Caroline Siede of The A.V. Club gave the episode an "A–" grade and wrote, "While “6:00 P.M.” isn't a happy episode of The Pitt, exactly, it's an appreciably unexpected way to wrap up the official final hour of the dayshift. Last season, our doctors stuck around for three extra hours because they were in the middle of a mass-casualty event in which dozens of people would have died without them. Here, however, they're sticking around to tie up loose ends—logistically but even more so emotionally. With so much hanging in the balance, Robby and his staff certainly aren't out of the woods yet. But if the cyber systems can come back online before this day is over, maybe the staff of PTMC can experience their own emotional reboot too."

Maggie Fremont of Vulture gave the episode a perfect 5 star rating out of 5 and wrote, "Pointing out what we've all been thinking since the premiere: It's not exactly subtle that the place he's riding off to is called “Head-Smashed-In.” Mercifully, he gets pulled away for an incoming trauma before he can be too much of a smart ass back. Dana turns away from him, but we get the full view of her as she tries to hold back tears and [LaNasa] wins her second Emmy Award." Sean Morrison of Screen Rant wrote, "Dana came to Emma's rescue in The Pitt season 2, episode 12, but there was also plenty of mystery and drama surrounding the drunken attacker that needs an explanation. After a very chaotic and harrowing string of episodes, the cast of The Pitt finally caught a break this week. Pittsburgh Trauma Medical Center is going back online, the night shift is coming in, and things are finally starting to look more hopeful."

Johnny Loftus of Decider wrote, "So, even with Duke still waiting on his CT, that won't fill the three episodes that still remain in Season 2 of The Pitt.
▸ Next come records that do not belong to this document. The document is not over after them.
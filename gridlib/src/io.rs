//! Input output module.
//!
//! Contains structs to serialize and deserialize network descriptions and simulation scenarios.
use crate::graph::{Edge, Network};
use crate::simulation::SimulationConfig;
use crate::types::*;
use crate::SimulationFailure;

use itertools::Itertools;
use serde::{Deserialize, Serialize};

pub mod fs;
mod scenario;
pub use scenario::*;


/// Line given as `[src, dest, weight]`.
#[derive(Serialize, Deserialize, Debug, Clone, Copy, PartialEq, Eq)]
pub struct EdgeEntry(pub VertexIndex, pub VertexIndex, pub Cost);

impl From<EdgeEntry> for Edge {
    fn from(entry: EdgeEntry) -> Self {
        Edge::new(entry.0, entry.1, entry.2)
    }
}

/// JSON (or YAML) representation of a distribution network.
#[derive(Serialize, Deserialize, Debug, Clone, PartialEq)]
pub struct NetworkFile {
    pub name: Option<String>,
    /// Number of vertices. Vertex 0 is the power station.
    pub vertices: usize,
    /// Lines in the order they will fail.
    pub edges: Vec<EdgeEntry>,
    /// Source vertex override.
    #[serde(default)]
    pub source: Option<VertexIndex>,
}

impl NetworkFile {
    /// Check the description and build the [`Network`] and its [`SimulationConfig`].
    pub fn prepare(self) -> Result<(Network, SimulationConfig), SimulationFailure> {
        let NetworkFile {
            name: _,
            vertices,
            edges,
            source,
        } = self;

        if vertices == 0 {
            return Err(SimulationFailure::BadInput(String::from(
                "Network must have at least one vertex!",
            )));
        }

        let bad_edges = edges
            .iter()
            .enumerate()
            .filter(|(_, e)| e.0 >= vertices || e.1 >= vertices)
            .map(|(i, e)| format!("#{i} [{}, {}, {}]", e.0, e.1, e.2))
            .collect_vec();
        if !bad_edges.is_empty() {
            return Err(SimulationFailure::BadInput(format!(
                "Edges refer to vertices outside [0, {vertices}): {}",
                bad_edges.iter().join(", ")
            )));
        }

        let config = SimulationConfig {
            source: source.unwrap_or(POWER_SOURCE),
        };
        if config.source >= vertices {
            return Err(SimulationFailure::InvalidSource {
                source: config.source,
                vertices,
            });
        }

        let network = Network::new(vertices, edges.into_iter().map(Edge::from).collect());
        Ok((network, config))
    }
}

/// The four-house demonstration network: a power station connected to three houses.
pub fn demo_network() -> NetworkFile {
    NetworkFile {
        name: Some("Demo Network".to_string()),
        vertices: 4,
        edges: vec![
            EdgeEntry(0, 1, 10),
            EdgeEntry(0, 2, 6),
            EdgeEntry(0, 3, 5),
            EdgeEntry(1, 3, 15),
            EdgeEntry(2, 3, 4),
        ],
        source: None,
    }
}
Why doesn't it feel like this guy's ready to leave, even though he's been ready to leave since he first arrived 11 hours ago? It's like the Pitt itself has Robby in a headlock." Adam Patla of Telltale TV gave the episode a 4.2 star rating out of 5 and wrote, "This argument sets a precarious stage for the final three episodes of this season. Dana is stubborn and surely won't let Robby just walk away. But, as we can see, he's hurdling toward another breaking point that he may not be able to come back from in several regards."

Sean T. Collins of The New York Times wrote, "in the dozen episodes we’ve seen this season so far, I can hear a steady, ominous drumbeat beneath the din. Looking over my notes, rereading these reviews, I see myself asking one question, over and over: Are Robby and Dana, the heart and soul of the E.R., ever going to return after this shift from hell is over?" Jasmine Blu of TV Fanatic gave the episode a 4.8 star rating out of 5 and wrote, "That may have been the best episode of the season. The Pitt has a way of really bringing it home towards the final stretch, and The Pitt Season 2 Episode 12 was a must-watch. It's a fraught, tense, delicious unpacking of emotions that left everyone spiraling, crashing, clashing, on edge, and exposed. Just how we like it!"

===Accolades===
TVLine named Katherine LaNasa the "Performer of the Week" for the week of March 28, 2026, for her performance in the episode. The site wrote, "LaNasa was at her very best in Episode 12, as Dana came down from Emma's assault and contended with an equally acerbic Robby. Noah Wyle was also excellent here, navigating new terrain opposite LaNasa as Robby and Dana locked horns — two deeply damaged characters who refused to face their trauma, neither of whom wanted to hear the other say it out loud. What made Wyle so superb here, however, was how he revved up LaNasa, resulting in career-best work from the onetime character actress, who already struck gold at the Emmys last fall and, with this hour, has all but assured herself a repeat nomination."